● **Supplied entries**

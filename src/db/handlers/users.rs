//! Database repository for users.

use std::collections::HashMap;

use sqlx::PgConnection;
use tracing::instrument;

use crate::{
    db::{
        errors::Result,
        handlers::repository::Repository,
        models::users::{User, UserCreateDBRequest, UserFilter, UserUpdateDBRequest},
    },
    types::UserId,
};

pub struct Users<'c> {
    db: &'c mut PgConnection,
}

#[async_trait::async_trait]
impl<'c> Repository for Users<'c> {
    type CreateRequest = UserCreateDBRequest;
    type UpdateRequest = UserUpdateDBRequest;
    type Response = User;
    type Id = UserId;
    type Filter = UserFilter;

    #[instrument(skip(self, request), err)]
    async fn create(&mut self, request: &Self::CreateRequest) -> Result<Self::Response> {
        let user = sqlx::query_as::<_, User>(
            r#"
            INSERT INTO users (email, display_name, is_admin)
            VALUES ($1, $2, $3)
            RETURNING id, email, display_name, is_admin, created_at, updated_at
            "#,
        )
        .bind(&request.email)
        .bind(&request.display_name)
        .bind(request.is_admin)
        .fetch_one(&mut *self.db)
        .await?;

        Ok(user)
    }

    #[instrument(skip(self, id), err)]
    async fn get_by_id(&mut self, id: Self::Id) -> Result<Option<Self::Response>> {
        let user = sqlx::query_as::<_, User>(
            "SELECT id, email, display_name, is_admin, created_at, updated_at FROM users WHERE id = $1",
        )
        .bind(id)
        .fetch_optional(&mut *self.db)
        .await?;

        Ok(user)
    }

    #[instrument(skip(self, ids), fields(count = ids.len()), err)]
    async fn get_bulk(&mut self, ids: Vec<Self::Id>) -> Result<HashMap<Self::Id, Self::Response>> {
        let users = sqlx::query_as::<_, User>(
            "SELECT id, email, display_name, is_admin, created_at, updated_at FROM users WHERE id = ANY($1)",
        )
        .bind(&ids)
        .fetch_all(&mut *self.db)
        .await?;

        Ok(users.into_iter().map(|u| (u.id, u)).collect())
    }

    #[instrument(skip(self, filter), fields(limit = filter.limit, skip = filter.skip), err)]
    async fn list(&mut self, filter: &Self::Filter) -> Result<Vec<Self::Response>> {
        let mut query = String::from("SELECT id, email, display_name, is_admin, created_at, updated_at FROM users WHERE 1=1");
        if filter.email.is_some() {
            query.push_str(" AND LOWER(email) = LOWER($1)");
        }
        query.push_str(&format!(" ORDER BY created_at DESC LIMIT {} OFFSET {}", filter.limit, filter.skip));

        let mut sql_query = sqlx::query_as::<_, User>(&query);
        if let Some(email) = &filter.email {
            sql_query = sql_query.bind(email);
        }

        let users = sql_query.fetch_all(&mut *self.db).await?;
        Ok(users)
    }

    #[instrument(skip(self, id, request), err)]
    async fn update(&mut self, id: Self::Id, request: &Self::UpdateRequest) -> Result<Self::Response> {
        let user = sqlx::query_as::<_, User>(
            r#"
            UPDATE users
            SET display_name = COALESCE($2, display_name),
                is_admin = COALESCE($3, is_admin),
                updated_at = NOW()
            WHERE id = $1
            RETURNING id, email, display_name, is_admin, created_at, updated_at
            "#,
        )
        .bind(id)
        .bind(&request.display_name)
        .bind(request.is_admin)
        .fetch_one(&mut *self.db)
        .await?;

        Ok(user)
    }

    #[instrument(skip(self, id), err)]
    async fn delete(&mut self, id: Self::Id) -> Result<bool> {
        let result = sqlx::query("DELETE FROM users WHERE id = $1")
            .bind(id)
            .execute(&mut *self.db)
            .await?;

        Ok(result.rows_affected() > 0)
    }
}

impl<'c> Users<'c> {
    pub fn new(db: &'c mut PgConnection) -> Self {
        Self { db }
    }

    /// Look up a user by email, case-insensitively.
    #[instrument(skip(self, email), err)]
    pub async fn get_by_email(&mut self, email: &str) -> Result<Option<User>> {
        let user = sqlx::query_as::<_, User>(
            "SELECT id, email, display_name, is_admin, created_at, updated_at FROM users WHERE LOWER(email) = LOWER($1)",
        )
        .bind(email)
        .fetch_optional(&mut *self.db)
        .await?;

        Ok(user)
    }
}
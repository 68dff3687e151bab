//! Database models for users.
//!
//! Users back gym owners and platform admins. Guests book without a row here;
//! their identity lives on the booking itself.

use chrono::{DateTime, Utc};
use sqlx::FromRow;

use crate::types::UserId;

/// Database entity model
#[derive(Debug, Clone, FromRow)]
pub struct User {
    pub id: UserId,
    pub email: String,
    pub display_name: Option<String>,
    pub is_admin: bool,
    pub created_at: DateTime<Utc>,
    pub updated_at: DateTime<Utc>,
}

/// Database request for creating a new user
#[derive(Debug, Clone)]
pub struct UserCreateDBRequest {
    pub email: String,
    pub display_name: Option<String>,
    pub is_admin: bool,
}

/// Database request for updating a user
#[derive(Debug, Clone, Default)]
pub struct UserUpdateDBRequest {
    pub display_name: Option<String>,
    pub is_admin: Option<bool>,
}

/// Filter for listing users
#[derive(Debug, Clone)]
pub struct UserFilter {
    pub email: Option<String>,
    pub skip: i64,
    pub limit: i64,
}

impl UserFilter {
    pub fn new(skip: i64, limit: i64) -> Self {
        Self {
            email: None,
            skip,
            limit,
        }
    }
}
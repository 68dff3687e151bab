//! API models for payment endpoints.

use serde::{Deserialize, Serialize};
use utoipa::ToSchema;

use crate::db::models::bookings::BookingStatus;

/// Response of create-or-reuse: the secret the client needs to complete the
/// card flow. Repeated calls return the same secret.
#[derive(Debug, Clone, Serialize, Deserialize, ToSchema)]
pub struct PaymentIntentResponse {
    pub client_secret: String,
}

/// Post-authorization callback body.
#[derive(Debug, Clone, Serialize, Deserialize, ToSchema)]
pub struct ConfirmPaymentRequest {
    pub payment_intent_id: String,
}

/// Callback result; also returned unchanged for idempotent re-deliveries.
#[derive(Debug, Clone, Serialize, Deserialize, ToSchema)]
pub struct ConfirmPaymentResponse {
    pub success: bool,
    pub status: BookingStatus,
}
//! HTTP handlers for payment processing endpoints.
//!
//! Create-or-reuse never creates a duplicate authorization for a booking:
//! a stored, still-live intent is always returned unchanged, and the fresh
//! creation path is guarded by a conditional write so concurrent first
//! creations leave exactly one stored intent id.

use axum::{
    Json,
    extract::{Path, State},
};
use sqlx::PgConnection;

use crate::{
    AppState,
    api::models::{
        payments::{ConfirmPaymentRequest, ConfirmPaymentResponse, PaymentIntentResponse},
        users::CurrentUser,
    },
    db::{
        handlers::{Bookings, Gyms, Repository, Users},
        models::bookings::{Booking, BookingStatus},
    },
    errors::{Error, Result},
    payments::PaymentError,
    types::{BookingId, Operation},
};

fn booking_not_found(id: BookingId) -> Error {
    Error::NotFound {
        resource: "Booking".to_string(),
        id: id.to_string(),
    }
}

fn already_processed(current: BookingStatus) -> Error {
    Error::Conflict {
        message: "Booking already processed".to_string(),
        current_status: Some(current),
    }
}

#[utoipa::path(
    post,
    path = "/bookings/{id}/payment-intent",
    tag = "payments",
    params(("id" = String, Path, description = "Booking id")),
    responses(
        (status = 200, description = "Client secret for the card flow", body = PaymentIntentResponse),
        (status = 400, description = "Booking already processed"),
        (status = 403, description = "Account booking paid by someone else"),
        (status = 404, description = "Booking not found"),
        (status = 500, description = "Payment provider not configured or unreachable"),
    )
)]
#[tracing::instrument(skip_all, fields(booking_id = %id))]
pub async fn create_payment_intent(
    State(state): State<AppState>,
    user: Option<CurrentUser>,
    Path(id): Path<BookingId>,
) -> Result<Json<PaymentIntentResponse>> {
    let provider = state.payments.clone().ok_or_else(|| Error::Internal {
        operation: "create a payment authorization without a configured payment provider".to_string(),
    })?;

    let mut conn = state.db.acquire().await.map_err(|e| Error::Database(e.into()))?;
    let with_gym = Bookings::new(&mut conn)
        .get_with_gym(id)
        .await?
        .ok_or_else(|| booking_not_found(id))?;
    let (booking, gym) = (with_gym.booking, with_gym.gym);

    // Guest bookings have no session to check; account bookings may only be
    // paid by their owner or an admin
    if let Some(owner_id) = booking.user_id {
        match &user {
            Some(u) if u.id == owner_id || u.is_admin => {}
            _ => {
                return Err(Error::InsufficientPermissions {
                    action: Operation::Update,
                    resource: "this booking's payment".to_string(),
                });
            }
        }
    }

    if !BookingStatus::PAYABLE.contains(&booking.status) {
        return Err(already_processed(booking.status));
    }

    // Idempotent reuse: a stored, still-live authorization is returned
    // unchanged so page reloads never double-authorize
    let stored_intent = booking.stripe_payment_intent_id.clone();
    if let Some(intent_id) = &stored_intent {
        match provider.retrieve_authorization(intent_id).await {
            Ok(auth) if !auth.is_canceled => {
                if let Some(secret) = auth.client_secret {
                    // Subsequent loads must not stay blocked behind a
                    // `pending` status that already carries an intent
                    if booking.status == BookingStatus::Pending {
                        Bookings::new(&mut conn)
                            .transition(id, &[BookingStatus::Pending], BookingStatus::PendingPayment)
                            .await?;
                    }
                    return Ok(Json(PaymentIntentResponse { client_secret: secret }));
                }
                tracing::warn!("Stored intent {} has no client secret, creating a fresh authorization", intent_id);
            }
            Ok(_) => {
                tracing::info!("Stored intent {} is canceled, creating a fresh authorization", intent_id);
            }
            Err(PaymentError::AuthorizationNotFound) => {
                tracing::info!("Stored intent {} is stale or foreign, creating a fresh authorization", intent_id);
            }
            Err(e) => return Err(e.into()),
        }
    }

    let auth = provider.create_authorization(&booking, &gym).await?;
    let client_secret = auth.client_secret.clone().ok_or_else(|| Error::Internal {
        operation: "obtain a client secret for the new authorization".to_string(),
    })?;

    let mut bookings = Bookings::new(&mut conn);
    if bookings.attach_payment_intent(id, &auth.intent_id, stored_intent.as_deref()).await? {
        return Ok(Json(PaymentIntentResponse { client_secret }));
    }

    // A concurrent request attached its own intent first. Release ours and
    // hand back the winner's secret so neither caller sees an error.
    if let Err(e) = provider.cancel_authorization(&auth.intent_id).await {
        tracing::warn!("Failed to release losing authorization {}: {}", auth.intent_id, e);
    }

    let current = bookings.get_by_id(id).await?.ok_or_else(|| booking_not_found(id))?;
    if let Some(winner_id) = &current.stripe_payment_intent_id {
        if let Ok(winner) = provider.retrieve_authorization(winner_id).await {
            if !winner.is_canceled {
                if let Some(secret) = winner.client_secret {
                    return Ok(Json(PaymentIntentResponse { client_secret: secret }));
                }
            }
        }
    }

    Err(Error::Conflict {
        message: "Payment authorization changed concurrently, please retry".to_string(),
        current_status: Some(current.status),
    })
}

#[utoipa::path(
    post,
    path = "/bookings/{id}/confirm-payment",
    tag = "payments",
    params(("id" = String, Path, description = "Booking id")),
    request_body = ConfirmPaymentRequest,
    responses(
        (status = 200, description = "Payment recorded (idempotent)", body = ConfirmPaymentResponse),
        (status = 400, description = "Intent mismatch or wrong status"),
        (status = 404, description = "Booking not found"),
    )
)]
#[tracing::instrument(skip_all, fields(booking_id = %id))]
pub async fn confirm_payment(
    State(state): State<AppState>,
    Path(id): Path<BookingId>,
    Json(request): Json<ConfirmPaymentRequest>,
) -> Result<Json<ConfirmPaymentResponse>> {
    let intent_id = request.payment_intent_id.trim();
    if intent_id.is_empty() {
        return Err(Error::BadRequest {
            message: "payment_intent_id is required".to_string(),
        });
    }

    let mut conn = state.db.acquire().await.map_err(|e| Error::Database(e.into()))?;
    let booking = Bookings::new(&mut conn).get_by_id(id).await?.ok_or_else(|| booking_not_found(id))?;

    let status = apply_payment_authorized(&state, &mut conn, booking, intent_id).await?;

    Ok(Json(ConfirmPaymentResponse { success: true, status }))
}

/// Drive the payment-authorized transition for `booking`.
///
/// Runs at an internal trust boundary (client callback or webhook - there is
/// no user session to authorize). Idempotent: re-delivery after the booking
/// has already advanced returns the current status as success.
pub(crate) async fn apply_payment_authorized(
    state: &AppState,
    conn: &mut PgConnection,
    booking: Booking,
    intent_id: &str,
) -> Result<BookingStatus> {
    // Idempotent short-circuit for retried callbacks and webhook re-delivery
    if matches!(booking.status, BookingStatus::PendingConfirmation | BookingStatus::Confirmed) {
        tracing::debug!(
            "Booking {} already {}, treating payment confirmation as a no-op",
            booking.booking_reference,
            booking.status
        );
        return Ok(booking.status);
    }

    let status = {
        let mut bookings = Bookings::new(&mut *conn);

        match &booking.stripe_payment_intent_id {
            // Mismatch means a foreign or superseded intent: fail without mutating
            Some(stored) if stored != intent_id => {
                return Err(Error::BadRequest {
                    message: "Payment intent does not match this booking".to_string(),
                });
            }
            Some(_) => {}
            None => {
                // Persist the reported intent id; when another writer got
                // there first, re-verify instead of overwriting
                if !bookings.record_payment_intent_if_absent(booking.id, intent_id).await? {
                    let current = bookings.get_by_id(booking.id).await?.ok_or_else(|| booking_not_found(booking.id))?;
                    if current.stripe_payment_intent_id.as_deref() != Some(intent_id) {
                        return Err(Error::BadRequest {
                            message: "Payment intent does not match this booking".to_string(),
                        });
                    }
                }
            }
        }

        let updated = bookings
            .transition(booking.id, &[BookingStatus::PendingPayment], BookingStatus::PendingConfirmation)
            .await?;
        match updated {
            Some(updated) => updated.status,
            None => {
                let current = bookings
                    .current_status(booking.id)
                    .await?
                    .ok_or_else(|| booking_not_found(booking.id))?;
                if matches!(current, BookingStatus::PendingConfirmation | BookingStatus::Confirmed) {
                    // A concurrent delivery landed first; still a success
                    current
                } else {
                    return Err(Error::Conflict {
                        message: "Payment cannot be confirmed from the booking's current status".to_string(),
                        current_status: Some(current),
                    });
                }
            }
        }
    };

    // Best-effort owner notification; never fails the transition
    let gym = Gyms::new(&mut *conn).get_by_id(booking.gym_id).await?;
    if let Some(gym) = gym {
        if let Some(owner) = Users::new(&mut *conn).get_by_id(gym.owner_id).await? {
            state
                .notifier
                .payment_authorized(&owner.email, owner.display_name.as_deref(), &booking.booking_reference, &gym.name)
                .await;
        }
    }

    Ok(status)
}

/// Stripe-specific webhook handling
pub mod stripe {
    use axum::{
        body::Body,
        extract::{FromRequest, State},
        http::{Request, StatusCode},
        response::{IntoResponse, Response},
    };
    use stripe::{Event, EventObject, EventType, Webhook};

    use crate::{AppState, config::PaymentConfig, db::handlers::Bookings, errors::Error};

    /// StripeEvent extractor that validates webhook signatures
    pub struct StripeEvent(pub Event);

    impl FromRequest<AppState> for StripeEvent
    where
        String: FromRequest<AppState>,
    {
        type Rejection = Response;

        async fn from_request(req: Request<Body>, state: &AppState) -> Result<Self, Self::Rejection> {
            let signature = if let Some(sig) = req.headers().get("stripe-signature") {
                sig.to_owned()
            } else {
                tracing::error!("Missing stripe-signature header");
                return Err(StatusCode::BAD_REQUEST.into_response());
            };
            let signature = signature.to_str().map_err(|_| StatusCode::BAD_REQUEST.into_response())?.to_string();

            let payload = String::from_request(req, state).await.map_err(IntoResponse::into_response)?;

            let webhook_secret = match state.config.payment.as_ref() {
                Some(PaymentConfig::Stripe(stripe_config)) => &stripe_config.webhook_secret,
                _ => {
                    tracing::error!("Stripe webhook called but Stripe is not configured");
                    return Err(StatusCode::INTERNAL_SERVER_ERROR.into_response());
                }
            };

            Ok(Self(Webhook::construct_event(&payload, &signature, webhook_secret).map_err(
                |e| {
                    tracing::error!("Failed to construct webhook event: {:?}", e);
                    StatusCode::BAD_REQUEST.into_response()
                },
            )?))
        }
    }

    /// Stripe webhook handler.
    ///
    /// `payment_intent.amount_capturable_updated` fires when a manual-capture
    /// authorization succeeds; it drives the same idempotent transition as
    /// the client callback. Always returns 200 for processed events to
    /// prevent Stripe retries.
    #[tracing::instrument(skip_all)]
    pub async fn webhook(State(state): State<AppState>, StripeEvent(event): StripeEvent) -> StatusCode {
        tracing::debug!("Received webhook event: {:?}", event.type_);

        match event.type_ {
            EventType::PaymentIntentAmountCapturableUpdated => {
                let intent = match event.data.object {
                    EventObject::PaymentIntent(intent) => intent,
                    _ => {
                        tracing::error!("Expected PaymentIntent object, got something else");
                        return StatusCode::OK;
                    }
                };

                match process_authorized_intent(&state, &intent.id.to_string()).await {
                    Ok(()) => StatusCode::OK,
                    Err(e) => {
                        tracing::warn!("Failed to process authorized intent {}: {:#}", intent.id, e);
                        StatusCode::OK
                    }
                }
            }
            _ => {
                tracing::debug!("Ignoring webhook event type: {:?}", event.type_);
                StatusCode::OK
            }
        }
    }

    async fn process_authorized_intent(state: &AppState, intent_id: &str) -> Result<(), Error> {
        let mut conn = state.db.acquire().await.map_err(|e| Error::Database(e.into()))?;

        let booking = Bookings::new(&mut conn).find_by_payment_intent(intent_id).await?;
        let Some(booking) = booking else {
            tracing::warn!("No booking references payment intent {}", intent_id);
            return Ok(());
        };

        super::apply_payment_authorized(state, &mut conn, booking, intent_id).await?;
        Ok(())
    }
}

● **The problem**
Take every line from the listing above that includes the word "Rejection" and copy it.

● **Output for this task**
        type Rejection = Response;
        async fn from_request(req: Request<Body>, state: &AppState) -> Result<Self, Self::Rejection> {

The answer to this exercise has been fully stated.